Sunday, October 15, 2006

October 15, 2006

8:49—About the job, well, the diving's not bad. The water is actually really warm for a lake at this altitude - it's 23C at the moment and doesn't dip much below 20C year round. Thank the volcanoes for that. There aren't many fish—about six species or so, including the black bass that was introduced in the '70s as a sport fish and nearly decimated much of the local populations. Never really worked well as a sport fish, either—but the crabs are plenty and there are spectacular rock formations and plunging volcanic walls. Old Mayan pottery has been found throughout the lake, and there are some petrifying trees close to shore, testament to the water's rise and fall over the last millenium.

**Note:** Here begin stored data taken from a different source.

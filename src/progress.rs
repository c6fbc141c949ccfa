//! Progress monitor (spec §4.10): per-task rolling-window speed and ETA,
//! feeding `ProgressSnapshot`/`Progress` DTOs. The window size mirrors the
//! teacher's `Scheduler`'s `throughput_window = 24` ring buffer, scaled to
//! this system's 500ms aggregation cadence (spec §4.3 step 4) for a
//! similar ~10s trailing window.

use std::collections::HashMap;
use std::collections::VecDeque;
use std::time::Instant;

use tokio::sync::Mutex;

use crate::task::{Progress, Segment, TaskId};

const WINDOW_SAMPLES: usize = 20;

#[derive(Clone, Copy)]
struct Sample {
    at: Instant,
    downloaded: u64,
}

#[derive(Default)]
struct TaskWindow {
    samples: VecDeque<Sample>,
}

pub struct ProgressMonitor {
    windows: Mutex<HashMap<TaskId, TaskWindow>>,
}

impl Default for ProgressMonitor {
    fn default() -> Self {
        Self::new()
    }
}

impl ProgressMonitor {
    pub fn new() -> Self {
        Self {
            windows: Mutex::new(HashMap::new()),
        }
    }

    pub async fn record(&self, task_id: TaskId, downloaded_size: u64) {
        let mut windows = self.windows.lock().await;
        let window = windows.entry(task_id).or_default();
        window.samples.push_back(Sample {
            at: Instant::now(),
            downloaded: downloaded_size,
        });
        if window.samples.len() > WINDOW_SAMPLES {
            window.samples.pop_front();
        }
    }

    pub async fn speed(&self, task_id: TaskId) -> f64 {
        let windows = self.windows.lock().await;
        let Some(window) = windows.get(&task_id) else {
            return 0.0;
        };
        if window.samples.len() < 2 {
            return 0.0;
        }
        let oldest = window.samples.front().unwrap();
        let newest = window.samples.back().unwrap();
        let elapsed = newest.at.duration_since(oldest.at).as_secs_f64();
        if elapsed <= f64::EPSILON {
            return 0.0;
        }
        let bytes = newest.downloaded.saturating_sub(oldest.downloaded) as f64;
        bytes / elapsed
    }

    pub async fn eta_seconds(&self, task_id: TaskId, total_size: u64, downloaded_size: u64) -> Option<f64> {
        let speed = self.speed(task_id).await;
        if speed <= 0.0 || total_size == 0 {
            return None;
        }
        let remaining = total_size.saturating_sub(downloaded_size) as f64;
        Some(remaining / speed)
    }

    pub async fn forget(&self, task_id: TaskId) {
        self.windows.lock().await.remove(&task_id);
    }

    pub async fn snapshot(
        &self,
        task_id: TaskId,
        total_size: u64,
        downloaded_size: u64,
        segments: Vec<Segment>,
    ) -> Progress {
        let speed = self.speed(task_id).await;
        let eta_seconds = self.eta_seconds(task_id, total_size, downloaded_size).await;
        let percentage = if total_size == 0 {
            100.0
        } else {
            (downloaded_size as f64 / total_size as f64) * 100.0
        };
        Progress {
            total_size,
            downloaded_size,
            percentage,
            speed,
            eta_seconds,
            segments,
        }
    }
}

Probably one of the most interesting features of the lake are the geothermal hotspots. Apparently the only other place in the world where you could dive in such an area is Hawaii, and the fact that our diveable hotspots are also at altitude makes us pretty unique. In the place where we dive, you can see the fault line coming down the side of the mountain into the lake.


I usually finish the dive here, looking for the telltale microbubbles that form on the sand in the hottest areas. You can dig your hands about six inches down into the silt before it gets too hot to touch. Great way to warm up at the end of a dive.

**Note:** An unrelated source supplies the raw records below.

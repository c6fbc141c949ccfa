//! Session layer (spec §4.5): per-session cookie jar, header building, and
//! request execution with redirect-chain tracking. Consumed by the
//! orchestrator for the HEAD probe and by segment workers for ranged GETs.

pub mod auth;
pub mod cookies;

use std::collections::HashMap;
use std::time::{SystemTime, UNIX_EPOCH};

use reqwest::{Client, Method, StatusCode};
use tokio::sync::RwLock;
use url::Url;
use uuid::Uuid;

use crate::error::{CoreError, RedirectErrorKind};
use auth::AuthScheme;
use cookies::{parse_set_cookie, CookieJar};

pub const DEFAULT_MAX_REDIRECTS: u32 = 5;
pub const DEFAULT_USER_AGENT: &str = concat!("downloader-tool-core/", env!("CARGO_PKG_VERSION"));

#[derive(Debug, Clone, Default)]
pub struct SessionState {
    pub cookies: CookieJar,
    pub header_overrides: HashMap<String, String>,
    pub user_agent: Option<String>,
    pub referer: Option<String>,
    pub origin: Option<String>,
    pub auth: Option<StoredAuth>,
}

#[derive(Debug, Clone)]
pub struct StoredAuth {
    pub scheme: AuthScheme,
}

#[derive(Debug, Clone)]
pub struct RequestOutcome {
    pub status: u16,
    pub headers: HashMap<String, String>,
    pub cookies: Vec<String>,
    pub redirect_chain: Vec<String>,
    pub final_url: String,
    pub elapsed_ms: u64,
    pub body: Vec<u8>,
}

fn now_secs() -> u64 {
    SystemTime::now().duration_since(UNIX_EPOCH).unwrap_or_default().as_secs()
}

pub struct SessionManager {
    client: Client,
    sessions: RwLock<HashMap<String, SessionState>>,
}

impl SessionManager {
    pub fn new(client: Client) -> Self {
        Self {
            client,
            sessions: RwLock::new(HashMap::new()),
        }
    }

    /// Creates a new session, or adopts `session_id` with `initial_state`
    /// if given (spec §4.5: `create(session_id?, initial_state?)`).
    pub async fn create(&self, session_id: Option<String>, initial_state: Option<SessionState>) -> String {
        let id = session_id.unwrap_or_else(|| Uuid::new_v4().to_string());
        let mut sessions = self.sessions.write().await;
        sessions.entry(id.clone()).or_insert_with(|| initial_state.unwrap_or_default());
        id
    }

    pub async fn get(&self, session_id: &str) -> Option<SessionState> {
        self.sessions.read().await.get(session_id).cloned()
    }

    pub async fn set_auth(&self, session_id: &str, scheme: AuthScheme) {
        let mut sessions = self.sessions.write().await;
        let state = sessions.entry(session_id.to_string()).or_default();
        state.auth = Some(StoredAuth { scheme });
    }

    /// Merges defaults, session cookies scoped to `url`, and `extra_headers`
    /// (caller overrides win over both, per spec §4.5).
    pub async fn build_headers(
        &self,
        session_id: Option<&str>,
        url: &Url,
        extra_headers: &HashMap<String, String>,
    ) -> HashMap<String, String> {
        let mut headers = HashMap::new();
        headers.insert("accept-encoding".to_string(), "identity".to_string());

        let session = match session_id {
            Some(id) => self.sessions.read().await.get(id).cloned(),
            None => None,
        };

        if let Some(session) = &session {
            let user_agent = session.user_agent.clone().unwrap_or_else(|| DEFAULT_USER_AGENT.to_string());
            headers.insert("user-agent".to_string(), user_agent);
            if let Some(referer) = &session.referer {
                headers.insert("referer".to_string(), referer.clone());
            }
            if let Some(origin) = &session.origin {
                headers.insert("origin".to_string(), origin.clone());
            }
            for (k, v) in &session.header_overrides {
                headers.insert(k.to_ascii_lowercase(), v.clone());
            }
            if let Some(cookie_header) = session.cookies.cookie_header(url, now_secs()) {
                headers.insert("cookie".to_string(), cookie_header);
            }
            if let Some(auth) = &session.auth {
                let header = auth::build_authorization_header(&auth.scheme, "GET", url.path());
                headers.insert("authorization".to_string(), header);
            }
        } else {
            headers.insert("user-agent".to_string(), DEFAULT_USER_AGENT.to_string());
        }

        for (k, v) in extra_headers {
            headers.insert(k.to_ascii_lowercase(), v.clone());
        }

        headers
    }

    /// Performs one logical request, following redirects up to
    /// `max_redirects` manually (rather than via `reqwest`'s built-in
    /// redirect policy) so the full chain and per-hop cookies can be
    /// recorded, per spec §4.5.
    #[allow(clippy::too_many_arguments)]
    pub async fn pre_request(
        &self,
        session_id: Option<&str>,
        url: &str,
        method: &str,
        body: Option<Vec<u8>>,
        timeout_ms: u64,
        follow_redirects: bool,
        max_redirects: u32,
        extra_headers: &HashMap<String, String>,
    ) -> Result<RequestOutcome, CoreError> {
        let started = std::time::Instant::now();
        let mut current_url = Url::parse(url).map_err(|e| CoreError::Config(format!("invalid URL: {e}")))?;
        let method = parse_method(method)?;
        let mut redirect_chain = Vec::new();
        let mut hops = 0u32;

        loop {
            let headers = self.build_headers(session_id, &current_url, extra_headers).await;
            let mut request = self
                .client
                .request(method.clone(), current_url.clone())
                .timeout(std::time::Duration::from_millis(timeout_ms));
            for (k, v) in &headers {
                request = request.header(k.as_str(), v.as_str());
            }
            if let Some(bytes) = &body {
                request = request.body(bytes.clone());
            }

            let response = request.send().await.map_err(|e| crate::error::classify_reqwest_error(&e))?;
            let status = response.status();

            let mut response_headers = HashMap::new();
            for (name, value) in response.headers().iter() {
                if let Ok(v) = value.to_str() {
                    response_headers.insert(name.as_str().to_ascii_lowercase(), v.to_string());
                }
            }

            let mut new_cookies = Vec::new();
            if let Some(session_id) = session_id {
                let mut sessions = self.sessions.write().await;
                let state = sessions.entry(session_id.to_string()).or_default();
                for value in response.headers().get_all(reqwest::header::SET_COOKIE) {
                    if let Ok(value_str) = value.to_str() {
                        if let Some(cookie) = parse_set_cookie(value_str, &current_url, now_secs()) {
                            new_cookies.push(value_str.to_string());
                            state.cookies.set(cookie);
                        }
                    }
                }
                state.referer = Some(current_url.to_string());
            }

            if follow_redirects && is_redirect(status) {
                let location = response_headers
                    .get("location")
                    .ok_or_else(|| CoreError::Redirect(RedirectErrorKind::Invalid))?;
                let next_url = current_url
                    .join(location)
                    .map_err(|_| CoreError::Redirect(RedirectErrorKind::Invalid))?;
                redirect_chain.push(current_url.to_string());
                hops += 1;
                if hops > max_redirects {
                    return Err(CoreError::Redirect(RedirectErrorKind::TooMany));
                }
                current_url = next_url;
                continue;
            }

            let final_url = current_url.to_string();
            let body_bytes = response.bytes().await.map_err(|e| crate::error::classify_reqwest_error(&e))?;

            return Ok(RequestOutcome {
                status: status.as_u16(),
                headers: response_headers,
                cookies: new_cookies,
                redirect_chain,
                final_url,
                elapsed_ms: started.elapsed().as_millis() as u64,
                body: body_bytes.to_vec(),
            });
        }
    }
}

fn parse_method(method: &str) -> Result<Method, CoreError> {
    match method.to_ascii_uppercase().as_str() {
        "GET" => Ok(Method::GET),
        "POST" => Ok(Method::POST),
        "HEAD" => Ok(Method::HEAD),
        other => Err(CoreError::Config(format!("unsupported method: {other}"))),
    }
}

fn is_redirect(status: StatusCode) -> bool {
    matches!(status.as_u16(), 301 | 302 | 303 | 307 | 308)
}

/// `303 See Other` downgrades the retried request to `GET` regardless of
/// the original method, per spec §4.5. Reserved for a future body-carrying
/// `pre_request` caller; `GET`/`HEAD` probes never hit this path today.
#[allow(dead_code)]
fn downgrade_for_303(method: &Method, status: StatusCode) -> Method {
    if status.as_u16() == 303 {
        Method::GET
    } else {
        method.clone()
    }
}

#[cfg(test)]
mod tests {
    use super::*;

    #[test]
    fn is_redirect_recognizes_standard_codes() {
        assert!(is_redirect(StatusCode::from_u16(301).unwrap()));
        assert!(is_redirect(StatusCode::from_u16(303).unwrap()));
        assert!(!is_redirect(StatusCode::from_u16(200).unwrap()));
    }

    #[test]
    fn downgrade_303_forces_get() {
        let downgraded = downgrade_for_303(&Method::POST, StatusCode::from_u16(303).unwrap());
        assert_eq!(downgraded, Method::GET);
    }

    #[test]
    fn non_303_redirect_preserves_method() {
        let preserved = downgrade_for_303(&Method::POST, StatusCode::from_u16(307).unwrap());
        assert_eq!(preserved, Method::POST);
    }

    #[tokio::test]
    async fn build_headers_includes_default_user_agent_without_session() {
        let manager = SessionManager::new(Client::new());
        let url = Url::parse("https://example.com/").unwrap();
        let headers = manager.build_headers(None, &url, &HashMap::new()).await;
        assert_eq!(headers.get("user-agent").map(String::as_str), Some(DEFAULT_USER_AGENT));
    }

    #[tokio::test]
    async fn caller_overrides_win_over_session_defaults() {
        let manager = SessionManager::new(Client::new());
        let id = manager.create(None, None).await;
        manager
            .set_auth(&id, AuthScheme::Bearer { token: "session-token".into() })
            .await;
        let url = Url::parse("https://example.com/").unwrap();
        let mut extra = HashMap::new();
        extra.insert("Authorization".to_string(), "Bearer override".to_string());
        let headers = manager.build_headers(Some(&id), &url, &extra).await;
        assert_eq!(headers.get("authorization").map(String::as_str), Some("Bearer override"));
    }
}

But it's still low season (the end of the wet) so I only dive every other day or so. The rest of the time I drink too much and hang out with hot backpackers. And try to get some work done around the place.

My divemaster left for home less than a week after I arrived, so I'm now the only dive staff here. Which is pretty cool—the owners let me run the show. But I need to put a lot of time into getting the place organized and running the way I want. Which means cleaning up and servicing a lot of the equipment (seems no one bothered even to rinse the equipment after dives in the past, which is standard practice, by the way, and now everything is grimy and gungy—I've already spent a couple of afternoons taking apart masks and snorkels, scrubbing them with brillo pads and putting them back together again), inventorying everything, cleaning the dive centre from head to toe, getting my classroom set up (it used to be an internet room but hasn't been used in months and consequently was filled with cobwebs and dust), etc. It's a great opportunity for anyone who wants to get some management experience but there's lots of work to do and I desperately need a divemaster trainee just for the sake of having an extra set of hands to help me get through it all in the next four months. If I do manage to get through all the necessary stuff I've also got my own little side projects that I'd like to work on—developing a little field guide to the fish and other animals in the lake, and a little flyer on the lake's natural history. But I don't have time to research any of that yet.

We're short-staffed on the hostel side of things at the moment so I also help out in the kitchen with the evening meals regulargly. And, since I don't get paid a salary (yet—though the business plan around here is about to change and I'll be pushing for a wage when it does), just commission off dives and courses, I've got an interest in seeing this place be full of potential divers. So I've been working on posters to market both the hostel and the dive centre, plus new diving price lists and a poster for a biweekly lake-wide scavenger hunt that we hope will become a big draw. Which explains my absence here.

Anyway, I've got two dives this morning (if my diver isn't too hung over from last night's barbecue party, which is a distinct possibility), and there's a coffee with my name on it somewhere.